Understanding the design of talk-in-interaction is important in many domains, including speech technology. Although phonetic, linguistic and gestural correlates have been identified for some of the social actions that conversational participants accomplish, it is only recently that researchers have begun to take account of the immediately prior interactional context as an important factor influencing the design of a speaker’s turn. The present study explores the influence of context by focussing on characteristics of short turns produced by one speaker between turns from another speaker. The hypothesis is that the speaker designs her inserted turn as a match to the prior turn when wishing to align with the previous speaker’s agenda. By contrast, non-matching would display that the speaker is non-aligning, preferring instead to initiate a new action for example. Data are taken from the AMI corpus, focussing on the spontaneous talk of first-language English participants.

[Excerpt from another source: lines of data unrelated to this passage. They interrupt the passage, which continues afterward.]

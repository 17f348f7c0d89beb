use crate::error::GranaryError;
use std::fs::File;
use std::path::Path;
use std::sync::Arc;
use tracing_subscriber::filter::filter_fn;
use tracing_subscriber::{EnvFilter, Layer, layer::SubscriberExt, util::SubscriberInitExt};

/// Event target reserved for per-row pipeline measurements.
pub const METRICS_TARGET: &str = "metrics";

/// Install the subscriber stack: console output plus two files under
/// `log_dir`, both truncated on startup. `granary.log` carries diagnostics,
/// `metrics.log` carries one JSON line per `METRICS_TARGET` event.
///
/// `RUST_LOG` overrides `loglevel` when set; otherwise metrics stay at
/// `info` independent of the diagnostic level.
pub fn init(log_dir: &Path, loglevel: &str) -> Result<(), GranaryError> {
    std::fs::create_dir_all(log_dir)?;
    let diag_file = Arc::new(File::create(log_dir.join("granary.log"))?);
    let metrics_file = Arc::new(File::create(log_dir.join("metrics.log"))?);

    let env_filter = EnvFilter::try_from_default_env()
        .unwrap_or_else(|_| EnvFilter::new(format!("{loglevel},{METRICS_TARGET}=info")));

    tracing_subscriber::registry()
        .with(env_filter)
        .with(
            tracing_subscriber::fmt::layer()
                .with_level(true)
                .with_target(false),
        )
        .with(
            tracing_subscriber::fmt::layer()
                .with_target(false)
                .with_ansi(false)
                .with_writer(diag_file)
                .with_filter(filter_fn(|meta| meta.target() != METRICS_TARGET)),
        )
        .with(
            tracing_subscriber::fmt::layer()
                .json()
                .with_writer(metrics_file)
                .with_filter(filter_fn(|meta| meta.target() == METRICS_TARGET)),
        )
        .init();

    Ok(())
}
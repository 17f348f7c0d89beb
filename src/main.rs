use mimalloc::MiMalloc;
use tracing::info;

#[global_allocator]
static GLOBAL: MiMalloc = MiMalloc;

#[tokio::main]
async fn main() -> Result<(), Box<dyn std::error::Error>> {
    dotenvy::dotenv().ok();

    let cfg = &granary::config::CONFIG;

    granary::logging::init(&cfg.log_dir, &cfg.loglevel)?;

    info!(
        db_host = %cfg.db_host,
        db_name = %cfg.db_name,
        table = %cfg.table_name,
        data_dir = %cfg.data_dir.display(),
        chunk_size = cfg.chunk_size,
        exclude_validation = cfg.exclude_validation,
        only_validation = cfg.only_validation
    );

    let pool = granary::db::connect(cfg).await?;
    let store = granary::db::SalesStore::new(pool, cfg.table_name.clone());
    store.init_schema().await?;
    info!(table = %cfg.table_name, "database ready");

    let files =
        granary::etl::list_data_files(&cfg.data_dir, cfg.exclude_validation, cfg.only_validation)?;
    if files.is_empty() {
        info!(path = %cfg.data_dir.display(), "no data files discovered");
        return Ok(());
    }
    info!(
        path = %cfg.data_dir.display(),
        count = files.len(),
        "processing data files"
    );

    let summary = granary::pipeline::run_data_pipeline(&store, &files, cfg.chunk_size).await?;

    info!(
        files = summary.files_processed,
        rows = summary.total_rows,
        priced_rows = summary.stats.valid_count(),
        avg_price = summary.stats.avg(),
        "pipeline finished"
    );

    Ok(())
}
//! Extract, transform and load steps for the micro-batch pipeline.

pub mod extract;
pub mod load;
pub mod transform;

pub use extract::{MicroBatches, RawRecord, list_data_files, micro_batches};
pub use transform::enrich;
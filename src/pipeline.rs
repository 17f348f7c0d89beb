use crate::db::{SaleRecord, SalesStore};
use crate::error::GranaryError;
use crate::etl::extract::micro_batches;
use crate::etl::load::load_row;
use crate::etl::transform::enrich;
use crate::logging::METRICS_TARGET;
use chrono::Utc;
use std::path::PathBuf;
use tracing::{debug, info};

/// Running price aggregates over every row seen so far.
///
/// Rows without a price count toward row totals but leave the aggregates
/// untouched, so sum/avg/min/max stay absent until the first priced row.
#[derive(Debug, Clone, Copy, Default, PartialEq)]
pub struct PriceStats {
    valid_count: u64,
    sum: f64,
    min: Option<f64>,
    max: Option<f64>,
}

impl PriceStats {
    pub fn new() -> Self {
        Self::default()
    }

    pub fn record(&mut self, price: Option<f64>) {
        let Some(p) = price else { return };
        self.sum += p;
        self.valid_count += 1;
        self.min = Some(self.min.map_or(p, |m| m.min(p)));
        self.max = Some(self.max.map_or(p, |m| m.max(p)));
    }

    /// Number of priced rows recorded.
    pub fn valid_count(&self) -> u64 {
        self.valid_count
    }

    pub fn sum(&self) -> Option<f64> {
        (self.valid_count > 0).then_some(self.sum)
    }

    pub fn avg(&self) -> Option<f64> {
        (self.valid_count > 0).then(|| self.sum / self.valid_count as f64)
    }

    pub fn min(&self) -> Option<f64> {
        self.min
    }

    pub fn max(&self) -> Option<f64> {
        self.max
    }
}

/// What a completed run did, for the closing log line.
#[derive(Debug, Clone, Copy, PartialEq)]
pub struct PipelineSummary {
    pub files_processed: usize,
    pub total_rows: u64,
    pub stats: PriceStats,
}

/// Process `files` in order: read each as micro-batches of `chunk_size`
/// records, enrich every record with its batch's processing stamp, load it
/// into the store, and emit one `METRICS_TARGET` event per loaded row.
///
/// Row totals and price aggregates span the whole run, not one file. The
/// first error aborts the run; batches already loaded stay loaded.
pub async fn run_data_pipeline(
    store: &SalesStore,
    files: &[PathBuf],
    chunk_size: usize,
) -> Result<PipelineSummary, GranaryError> {
    let mut total_rows: u64 = 0;
    let mut stats = PriceStats::new();

    for path in files {
        info!(file = %path.display(), "processing file");
        let mut file_rows: u64 = 0;

        for (n, batch) in micro_batches(path, chunk_size)?.enumerate() {
            let batch = batch?;
            let batch_no = n + 1;
            debug!(
                file = %path.display(),
                microbatch = batch_no,
                records = batch.len(),
                "processing microbatch"
            );

            // One stamp per micro-batch, shared by all its rows.
            let processed_date = Utc::now().naive_utc();
            let rows: Vec<SaleRecord> = batch
                .iter()
                .map(|raw| enrich(raw, processed_date))
                .collect::<Result<_, _>>()?;

            for row in &rows {
                total_rows += 1;
                file_rows += 1;
                stats.record(row.price);

                load_row(store, row).await?;

                info!(
                    target: METRICS_TARGET,
                    file = %path.display(),
                    microbatch = batch_no,
                    file_rows,
                    row_price = row.price,
                    total_rows,
                    sum_price = stats.sum(),
                    avg_price = stats.avg(),
                    min_price = stats.min(),
                    max_price = stats.max(),
                    "row metrics"
                );
            }

            debug!(file = %path.display(), microbatch = batch_no, "microbatch processed");
        }

        info!(file = %path.display(), rows = file_rows, "file processed");
    }

    Ok(PipelineSummary {
        files_processed: files.len(),
        total_rows,
        stats,
    })
}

Using sequential analysis, such short turns are classified as either aligning or non-aligning in accordance with definitions in the Conversation Analysis literature. The degree of prosodic similarity between the inserted turn and the prior speaker’s turn is measured using novel acoustic techniques. The results show that aligning turns are significantly more similar to the immediately preceding turn, in terms of pitch contour, than non-aligning turns. In contrast to the prosodic-acoustic analysis, the results of the gestural analysis indicate that aligning and non-aligning are differentiated by the use of distinct gestures, rather than by the matching (or non-matching) of gestures across the adjacent turns. These results support the view that choice of pitch contour is managed locally, rather than by reference to an intonational lexicon. However, this is not the case for speakers’ use of gesture. The implications of these findings for a model of talk-in-interaction are considered, along with potential applications.